That was in 1958. Since then, scientists who study space weather—the complex interplay of the Earth’s magnetic field and the energy and particles sloughed off by the Sun—have worked to understand how these belts form and how to predict the outer belt’s sometimes wild behavior, which can include enormous expansion or contraction over the course of a few days. Now, however, the twin Van Allen Probes, which were launched last summer and represent NASA’s latest and best-equipped mission into the radiation belts, have revealed something remarkable that has theorists shaking their heads: Mere days after the probes switched on early last September, according to a report this week’s Science, a third radiation belt appear, nestled in between the other two at about 8,000 mi. (12,700 km) up.

At first, Daniel Baker, director of the Laboratory for Atmospheric and Space Physics at the University of Colorado and the lead author of the paper, thought there must be some mistake. “It looks so odd, so unexpected, that I start to get a sinking feeling that maybe something’s wrong with our instruments,” he recalls. But everything was in working order, with both probes sending back identical observations. The slender third belt remained for about a month before being destroyed by a coronal mass ejection—an eruption of energy and particles from the sun that sent a shock wave racing towards Earth.

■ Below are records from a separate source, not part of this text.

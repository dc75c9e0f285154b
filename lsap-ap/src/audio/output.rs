//! Audio output devices
//!
//! [`OutputDevice`] is the scheduler's view of the sound card: a monotonic
//! clock, an activation state, and the ability to start a buffer at a precise
//! time on that clock.
//!
//! [`CpalOutputDevice`] implements it on top of cpal. The cpal stream is not
//! `Send`, so it lives on a dedicated thread that only keeps it alive and
//! services play/pause commands. The audio callback renders a shared
//! [`Timeline`] of scheduled voices; the device clock is the number of frames
//! rendered so far, so it stands still while the stream is paused.
//!
//! Buffers must already be at the device rate (see
//! [`crate::audio::resampler`]); the callback only copies and channel-maps.

use crate::audio::types::DecodedBuffer;
use crate::error::{ContextError, PlaybackError};
use cpal::traits::{DeviceTrait, HostTrait, StreamTrait};
use cpal::{FromSample, SampleFormat, SizedSample, Stream, StreamConfig};
use futures::future::BoxFuture;
use parking_lot::Mutex;
use serde::Serialize;
use std::sync::atomic::{AtomicBool, AtomicU8, Ordering};
use std::sync::mpsc;
use std::sync::Arc;
use tokio::sync::oneshot;
use tracing::{debug, error, info, warn};
use uuid::Uuid;

/// Activation state of an output device
#[derive(Debug, Clone, Copy, PartialEq, Eq, Serialize)]
#[serde(rename_all = "lowercase")]
pub enum DeviceState {
    /// Clock running, buffers can be scheduled
    Active,
    /// Clock stopped; needs resume (possibly external activation)
    Suspended,
    /// Device gone; nothing will play
    Closed,
}

impl DeviceState {
    fn from_u8(value: u8) -> Self {
        match value {
            STATE_ACTIVE => DeviceState::Active,
            STATE_SUSPENDED => DeviceState::Suspended,
            _ => DeviceState::Closed,
        }
    }
}

const STATE_ACTIVE: u8 = 0;
const STATE_SUSPENDED: u8 = 1;
const STATE_CLOSED: u8 = 2;

/// Output device collaborator
pub trait OutputDevice: Send + Sync + 'static {
    /// Current time on the device clock, in seconds
    fn current_time(&self) -> f64;

    /// Current activation state
    fn state(&self) -> DeviceState;

    /// Output sample rate in Hz; scheduled buffers must match it
    fn sample_rate(&self) -> u32;

    /// Request the device to resume.
    ///
    /// Must not block waiting for a user: if resuming needs an external
    /// activation signal, fail with [`ContextError::ActivationRequired`].
    fn resume(&self) -> BoxFuture<'static, Result<(), ContextError>>;

    /// External activation signal (user gesture or host policy grant)
    fn activate(&self) -> BoxFuture<'static, Result<(), ContextError>> {
        self.resume()
    }

    /// Schedule `buffer` to start at `start_time` on the device clock.
    ///
    /// The returned receiver resolves when the buffer finishes playing; it
    /// errors (sender dropped) if the voice is stopped first.
    fn schedule(
        &self,
        voice_id: Uuid,
        buffer: Arc<DecodedBuffer>,
        start_time: f64,
    ) -> Result<oneshot::Receiver<()>, PlaybackError>;

    /// Stop a scheduled or playing voice immediately
    fn stop(&self, voice_id: Uuid);
}

/// One buffer placed on the timeline
struct Voice {
    id: Uuid,
    buffer: Arc<DecodedBuffer>,
    start_frame: u64,
    end_frame: u64,
    completion: Option<oneshot::Sender<()>>,
}

impl Voice {
    /// Sample for device frame `position` and device channel `out_channel`.
    ///
    /// Mono feeds every output; extra source channels are ignored.
    fn sample_at(&self, position: u64, out_channel: usize) -> f32 {
        if position < self.start_frame || position >= self.end_frame {
            return 0.0;
        }

        let src_channels = self.buffer.channels as usize;
        let index = (position - self.start_frame) as usize;
        let channel = if src_channels == 1 {
            0
        } else {
            out_channel.min(src_channels - 1)
        };
        self.buffer
            .samples
            .get(index * src_channels + channel)
            .copied()
            .unwrap_or(0.0)
    }
}

/// Sample-accurate schedule of voices rendered by the audio callback
pub struct Timeline {
    frames_rendered: u64,
    sample_rate: u32,
    channels: usize,
    voices: Vec<Voice>,
}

(FROM THE TIME ARCHIVES: James Van Allen cover; May 4, 1959)

The formation of a third belt was more than just a scientific puzzle—it presents a real-world problem. Knowing where the radiation belts lie and how the Sun’s periodic spurts of activity affect them is important for keeping satellites that provide telecommunication and GPS services intact. High-energy particles in the belts can cause disastrous shorts in electronics and occasionally turn a multi-million dollar device into junk.

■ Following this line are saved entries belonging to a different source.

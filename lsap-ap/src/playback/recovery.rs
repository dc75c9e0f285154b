//! Recovery state machine
//!
//! Two states, Normal and Recovery. The decode pipeline and the scheduler
//! feed one shared consecutive-failure counter; once it exceeds
//! [`FAILURE_THRESHOLD`] the engine degrades:
//! - queue max count halved (not below [`RECOVERY_QUEUE_FLOOR`])
//! - max decode time doubled
//! - decode and playback retries cut to a single attempt
//! - emergency queue cleanup
//!
//! Recovery ends automatically after [`RECOVERY_COOLDOWN`]. Any success
//! resets the counter.

use crate::config::EngineConfig;
use crate::error::UserFacingError;
use crate::playback::queue::SharedQueue;
use crate::telemetry::Telemetry;
use lsap_common::events::HealthState;
use parking_lot::Mutex;
use std::sync::Arc;
use std::time::Duration;
use tokio::task::JoinHandle;
use tracing::{info, warn};

/// Consecutive failures tolerated before entering Recovery
pub const FAILURE_THRESHOLD: u32 = 10;

/// Time spent in Recovery before returning to Normal
pub const RECOVERY_COOLDOWN: Duration = Duration::from_secs(30);

/// Smallest queue count limit Recovery will impose
pub const RECOVERY_QUEUE_FLOOR: usize = 10;

/// Decode attempts per chunk in Normal
pub const DEFAULT_DECODE_ATTEMPTS: u32 = 3;

/// Playback scheduling attempts per buffer in Normal
pub const DEFAULT_PLAYBACK_ATTEMPTS: u32 = 2;

/// Limits the decode pipeline and scheduler operate under
#[derive(Debug, Clone, Copy, PartialEq, Eq)]
pub struct OperatingLimits {
    pub queue_max_count: usize,
    pub max_decode_time: Duration,
    pub decode_attempts: u32,
    pub playback_attempts: u32,
}

impl OperatingLimits {
    /// Normal-mode limits from configuration
    pub fn from_config(config: &EngineConfig) -> Self {
        Self {
            queue_max_count: config.queue.max_count,
            max_decode_time: config.decode.max_time(),
            decode_attempts: DEFAULT_DECODE_ATTEMPTS,
            playback_attempts: DEFAULT_PLAYBACK_ATTEMPTS,
        }
    }

    /// Narrowed limits applied in Recovery
    pub fn degraded(&self) -> Self {
        let floor = RECOVERY_QUEUE_FLOOR.min(self.queue_max_count);
        Self {
            queue_max_count: (self.queue_max_count / 2).max(floor),
            max_decode_time: self.max_decode_time * 2,
            decode_attempts: 1,
            playback_attempts: 1,
        }
    }
}

struct RecoveryInner {
    state: HealthState,
    consecutive_failures: u32,
    limits: OperatingLimits,
}

/// Shared failure counter plus the Normal/Recovery state machine
pub struct RecoveryManager {
    inner: Mutex<RecoveryInner>,
    defaults: OperatingLimits,
    cooldown: Duration,
    queue: SharedQueue,
    telemetry: Arc<Telemetry>,
    cooldown_task: Mutex<Option<JoinHandle<()>>>,
}

impl RecoveryManager {
    pub fn new(defaults: OperatingLimits, queue: SharedQueue, telemetry: Arc<Telemetry>) -> Self {
        Self::with_cooldown(defaults, RECOVERY_COOLDOWN, queue, telemetry)
    }

    pub fn with_cooldown(
        defaults: OperatingLimits,
        cooldown: Duration,
        queue: SharedQueue,
        telemetry: Arc<Telemetry>,
    ) -> Self {
        Self {
            inner: Mutex::new(RecoveryInner {
                state: HealthState::Normal,
                consecutive_failures: 0,
                limits: defaults,
            }),
            defaults,
            cooldown,
            queue,
            telemetry,
            cooldown_task: Mutex::new(None),
        }
    }

    pub fn state(&self) -> HealthState {
        self.inner.lock().state
    }

    pub fn is_recovering(&self) -> bool {
        self.state() == HealthState::Recovery
    }

    pub fn consecutive_failures(&self) -> u32 {
        self.inner.lock().consecutive_failures
    }

    /// Limits in effect right now
    pub fn limits(&self) -> OperatingLimits {
        self.inner.lock().limits
    }

    /// Count a failure; enters Recovery once the count exceeds the threshold.
    ///
    /// Returns the updated count.
    pub fn record_failure(self: &Arc<Self>, operation: &str) -> u32 {
        let (count, should_enter) = {
            let mut inner = self.inner.lock();
            inner.consecutive_failures = inner.consecutive_failures.saturating_add(1);
            let count = inner.consecutive_failures;
            (count, inner.state == HealthState::Normal && count > FAILURE_THRESHOLD)
        };

        if count > 1 {
            warn!("{} failure ({} consecutive)", operation, count);
        }
        if should_enter {
            self.enter_recovery();
        }
        count
    }

    /// Reset the counter; emits a `Recovery` event if it was nonzero
    pub fn record_success(&self, operation: &str) {
        let previous = {
            let mut inner = self.inner.lock();
            std::mem::replace(&mut inner.consecutive_failures, 0)
        };
        if previous > 0 {
            self.telemetry.report_recovery(
                operation,
                format!("{} succeeded after {} consecutive failure(s)", operation, previous),
            );
        }
    }

    /// Switch to Recovery (no-op if already there)
    pub fn enter_recovery(self: &Arc<Self>) {
        let limits = {
            let mut inner = self.inner.lock();
            if inner.state == HealthState::Recovery {
                return;
            }
            inner.state = HealthState::Recovery;
            inner.limits = self.defaults.degraded();
            inner.limits
        };

        let discarded = {
            let mut queue = self.queue.lock();
            queue.set_max_count(limits.queue_max_count);
            queue.emergency_cleanup()
        };

        warn!(
            "⚠️ Entering recovery mode: queue limit {}, max decode time {:?}, {} buffers discarded",
            limits.queue_max_count, limits.max_decode_time, discarded
        );
        self.telemetry.emit_error(
            "recovery",
            &UserFacingError {
                message: "Audio stream is unstable; switched to recovery mode".to_string(),
                suggestion: "Playback continues with reduced buffering; check your network connection"
                    .to_string(),
                recoverable: true,
            },
        );

        let manager = Arc::downgrade(self);
        let cooldown = self.cooldown;
        let task = tokio::spawn(async move {
            tokio::time::sleep(cooldown).await;
            if let Some(manager) = manager.upgrade() {
                manager.exit_recovery();
            }
        });
        if let Some(previous) = self.cooldown_task.lock().replace(task) {
            previous.abort();
        }
    }

    /// Return to Normal with default limits (no-op if already Normal)
    pub fn exit_recovery(&self) {
        {
            let mut inner = self.inner.lock();
            if inner.state == HealthState::Normal {
                return;
            }
            inner.state = HealthState::Normal;
            inner.consecutive_failures = 0;
            inner.limits = self.defaults;
        }
        if let Some(task) = self.cooldown_task.lock().take() {
            // Harmless when called from the cooldown task itself: no await follows
            task.abort();
        }
        self.queue.lock().set_max_count(self.defaults.queue_max_count);
        self.telemetry
            .report_recovery("recovery", "Stream stabilized; normal operation restored");
    }

    /// Teardown: cancel the cooldown and restore Normal silently
    pub fn reset(&self) {
        if let Some(task) = self.cooldown_task.lock().take() {
            task.abort();
        }
        {
            let mut inner = self.inner.lock();
            inner.state = HealthState::Normal;
            inner.consecutive_failures = 0;
            inner.limits = self.defaults;
        }
        self.queue.lock().set_max_count(self.defaults.queue_max_count);
        info!("Recovery state reset");
    }
}

impl Drop for RecoveryManager {
    fn drop(&mut self) {
        if let Some(task) = self.cooldown_task.get_mut().take() {
            task.abort();
        }
    }
}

“We need to understand the variations in the radiation belts to help design satellites better,and forecast periods of high risk,” Richard Horne, a physicist at the British Antarctic Survey who studies space weather and was not involved in the report, wrote in an email. “While most commercial satellites orbit at geostationary orbit [an altitude of about about 22,000 mi., or 35,000 km], which is in the outer region of the radiation belts, the new growth area is medium Earth orbit, for the positioning and navigational satellites, and also for new types of commercial satellites.”

The third belt may not necessarily be a freak occurrence, either. Previous satellites haven’t been properly equipped to observe the area in which the belt is visible, says Shrikanth Kanekal, a researcher at NASA’s Goddard Space Flight Center and an author of the paper. “But after we saw the third belt, we went back and we found hints of these third-belt-type structures in different satellites.” It’s just the sort of revelation that the Van Allen Probes, with their top-of-the-line instrumentation, were intended to provide—even if this particular one was not at all anticipated.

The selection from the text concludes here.